Sobre mí

Qué gusto compartir las miles de cosillas que aprendo diariamente como hija de Dios, mujer, hija, esposa, madre, amiga, traductora y chilena expatriada en Estados Unidos. ¡Bienvenidos!

¿Por qué este blog se llama Sendas Antiguas Buen Camino? Esta frase la tomé del libro de Jeremías 6:16 en la biblia:

“Paraos en los caminos, y mirad,
y preguntad por LAS SENDAS ANTIGUAS,
cuál sea EL BUEN CAMINO, y andad por él,
y hallaréis descanso para vuestra alma”.

Cuando llegué a vivir a Estados Unidos y estaba recién casada, me enfrenté a un cristianismo bien distinto al que yo conocía en Chile. Un cristianismo mezclado en la cultura de manera tal que se me hizo muy difícil ignorar. Dios no cambia, y se me hizo muy claro que “modernizar” el mensaje de Jesucristo da resultados nefastos. He tenido la oportunidad de reflexionar, y seguiré haciéndolo, sobre cómo nuestra fe en Cristo no debe cambiar según la cultura que nos rodea, sino que, por el contrario, siempre debe estar “mirando la senda antigua” tal como la describe la Palabra viva de Dios, nuestro Señor Jesucristo mismo!

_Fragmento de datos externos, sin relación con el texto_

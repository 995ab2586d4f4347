//! CLI parser and config loading.

use anyhow::Result;
use clap::{Parser, Subcommand};
use inference::InferenceConfig;
use rolebot_telegram::TelegramConfig;

#[derive(Parser)]
#[command(name = "telegram-role-bot")]
#[command(about = "Persona role-play relay bot for Telegram", long_about = None)]
#[command(version)]
pub struct Cli {
    #[command(subcommand)]
    pub command: Commands,
}

#[derive(Subcommand)]
pub enum Commands {
    /// Run the bot (config from env; token can override BOT_TOKEN).
    Run {
        #[arg(short, long)]
        token: Option<String>,
    },
}

/// Loads both configs from environment. If `token` is provided it overrides BOT_TOKEN.
/// Missing required credentials fail here, before any component starts.
pub fn load_config(token: Option<String>) -> Result<(TelegramConfig, InferenceConfig)> {
    let telegram = match token {
        Some(token) => {
            let mut config = TelegramConfig::with_token(token);
            config.telegram_api_url = std::env::var("TELEGRAM_API_URL").ok();
            config.log_file = std::env::var("LOG_FILE").ok();
            config
        }
        None => TelegramConfig::from_env()?,
    };
    let inference = InferenceConfig::from_env()?;
    Ok((telegram, inference))
}
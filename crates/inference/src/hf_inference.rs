//! Hugging Face single-string completion client (classic inference API).

use reqwest::Client;
use serde::Serialize;
use serde_json::Value;
use std::time::Duration;
use tracing::info;

use crate::{http_client, mask_token, GenerateOptions, InferenceClient, InferenceError};

/// Default endpoint base; the model id is appended as a path segment.
pub const HF_INFERENCE_API_BASE: &str = "https://router.huggingface.co/models";

/// Client for the Hugging Face completion API: `POST {base}/{model}` with an
/// `inputs` string, reply extracted from the first element of the returned array.
#[derive(Debug, Clone)]
pub struct HfInferenceClient {
    client: Client,
    api_key: String,
    model: String,
    base_url: String,
}

#[derive(Debug, Serialize)]
struct CompletionRequest<'a> {
    inputs: &'a str,
    parameters: Parameters,
}

#[derive(Debug, Serialize)]
struct Parameters {
    max_new_tokens: u32,
    temperature: f32,
    return_full_text: bool,
}

impl HfInferenceClient {
    pub fn new(api_key: String, model: String) -> Self {
        Self {
            client: http_client(crate::DEFAULT_TIMEOUT),
            api_key,
            model,
            base_url: HF_INFERENCE_API_BASE.to_string(),
        }
    }

    /// Overrides the endpoint base (e.g. for proxies or a local mock server).
    pub fn with_base_url(mut self, base_url: String) -> Self {
        self.base_url = base_url;
        self
    }

    /// Rebuilds the HTTP client with the given per-request timeout.
    pub fn with_timeout(mut self, timeout: Duration) -> Self {
        self.client = http_client(timeout);
        self
    }

    pub fn model(&self) -> &str {
        &self.model
    }
}

/// Extracts reply text from a completion response body.
///
/// An object with an `error` field fails with that message. An array yields
/// the first element's `generated_text`, falling back to `text`, falling back
/// to the element's string form, trimmed. Anything else is returned in string
/// form, matching the provider's loose output contract.
fn extract_generated_text(data: Value) -> Result<String, InferenceError> {
    if let Some(err) = data.get("error").filter(|v| !v.is_null()) {
        let message = err
            .as_str()
            .map(str::to_string)
            .unwrap_or_else(|| err.to_string());
        return Err(InferenceError::Backend(message));
    }
    if let Some(first) = data.as_array().and_then(|items| items.first()) {
        let text = first
            .get("generated_text")
            .and_then(Value::as_str)
            .or_else(|| first.get("text").and_then(Value::as_str))
            .map(str::to_string)
            .unwrap_or_else(|| first.to_string());
        return Ok(text.trim().to_string());
    }
    Ok(data.to_string())
}

#[async_trait::async_trait]
impl InferenceClient for HfInferenceClient {
    async fn generate(
        &self,
        prompt: &str,
        options: &GenerateOptions,
    ) -> Result<String, InferenceError> {
        let url = format!("{}/{}", self.base_url.trim_end_matches('/'), self.model);
        let request = CompletionRequest {
            inputs: prompt,
            parameters: Parameters {
                max_new_tokens: options.max_tokens,
                temperature: options.temperature,
                return_full_text: false,
            },
        };

        info!(
            model = %self.model,
            prompt_len = prompt.len(),
            api_key = %mask_token(&self.api_key),
            "step: inference HF completion request"
        );

        let response = self
            .client
            .post(&url)
            .header("Authorization", format!("Bearer {}", self.api_key))
            .json(&request)
            .send()
            .await?;

        if !response.status().is_success() {
            let status = response.status();
            let body = response.text().await.unwrap_or_default();
            return Err(InferenceError::Status { status, body });
        }

        let data: Value = response.json().await?;
        let text = extract_generated_text(data)?;
        info!(reply_len = text.len(), "step: inference HF completion done");
        Ok(text)
    }
}

#[cfg(test)]
mod tests {
    use super::*;
    use serde_json::json;

    #[test]
    fn test_extract_prefers_generated_text() {
        let data = json!([{"generated_text": " hello ", "text": "other"}]);
        assert_eq!(extract_generated_text(data).unwrap(), "hello");
    }

    #[test]
    fn test_extract_falls_back_to_text_field() {
        let data = json!([{"text": "fallback"}]);
        assert_eq!(extract_generated_text(data).unwrap(), "fallback");
    }

    #[test]
    fn test_extract_falls_back_to_element_string_form() {
        let data = json!([{"other": 1}]);
        assert_eq!(extract_generated_text(data).unwrap(), r#"{"other":1}"#);
    }

    #[test]
    fn test_extract_error_field_fails() {
        let data = json!({"error": "rate limited"});
        match extract_generated_text(data) {
            Err(InferenceError::Backend(message)) => assert_eq!(message, "rate limited"),
            other => panic!("expected Backend error, got {:?}", other),
        }
    }

    #[test]
    fn test_extract_null_error_is_not_an_error() {
        let data = json!({"error": null});
        // Falls through to the string form of the whole body.
        assert_eq!(extract_generated_text(data).unwrap(), r#"{"error":null}"#);
    }

    #[test]
    fn test_extract_non_array_body_returns_string_form() {
        let data = json!({"status": "queued"});
        assert_eq!(
            extract_generated_text(data).unwrap(),
            r#"{"status":"queued"}"#
        );
    }
}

¿Cuál es la perspectiva de este blog? Para responder esta pregunta, quiero compartir con ustedes un artículo sobre cómo el idioma hebreo nos ayuda a entender por qué y cómo Dios desea que busquemos las sendas antigüas, o “observar las enseñanzas pasadas”:

“El judaísmo y el idioma hebreo han incorporado en sí mismos el remedio de Dios para la fobia al futuro. A medida que leemos las noticias y vemos que las tensiones aumentan, consideremos lo que el Dios de Israel tiene que decir acerca de enfrentar el futuro.
En hebreo, la palabra ayer, אתמול (etmol) está conectada al concepto de oponerse o enfrentarse a algo. Nos enfrentamos y miramos directamente al pasado, no al futuro. De igual forma, la palabra mañana, מחר (machar) está conectada al concepto de estar detrás o después.
Así, el futuro está a nuestra espalda, no podemos verlo; tenemos nuestra espalda hacia el futuro, por así decirlo. Por el contrario, podemos ver claramente lo que sucedió en el pasado, y eso es lo que Dios quiere que hagamos. Al igual que las personas que caminan hacia atrás, no podemos ver lo que nos espera. Es inquietante. Lo único que sabemos es lo que ya sucedió.
En el contexto de este llamado a mirar el pasado, la palabra “recordar” se menciona 234 veces en la Biblia. Dios recuerda su pacto, sus promesas, o sus fieles que esperan pacientemente, pero principalmente es su pueblo quien debe recordar. Los Salmos están llenos de recuerdos de las maravillas que Dios ha hecho en el pasado, y de aliento a confiar a partir de tales eventos. Podemos traer a la mente la fidelidad y los milagros de Dios, y tener confianza en que estamos en buenas manos”.

¡El Señor de nuestra vida nos llama a “recordar”: observar el pasado y aprender de él, recordar lo que Dios ha hecho, y glorificarlo por su fidelidad!

¡Gracias por acompañarme en este viaje!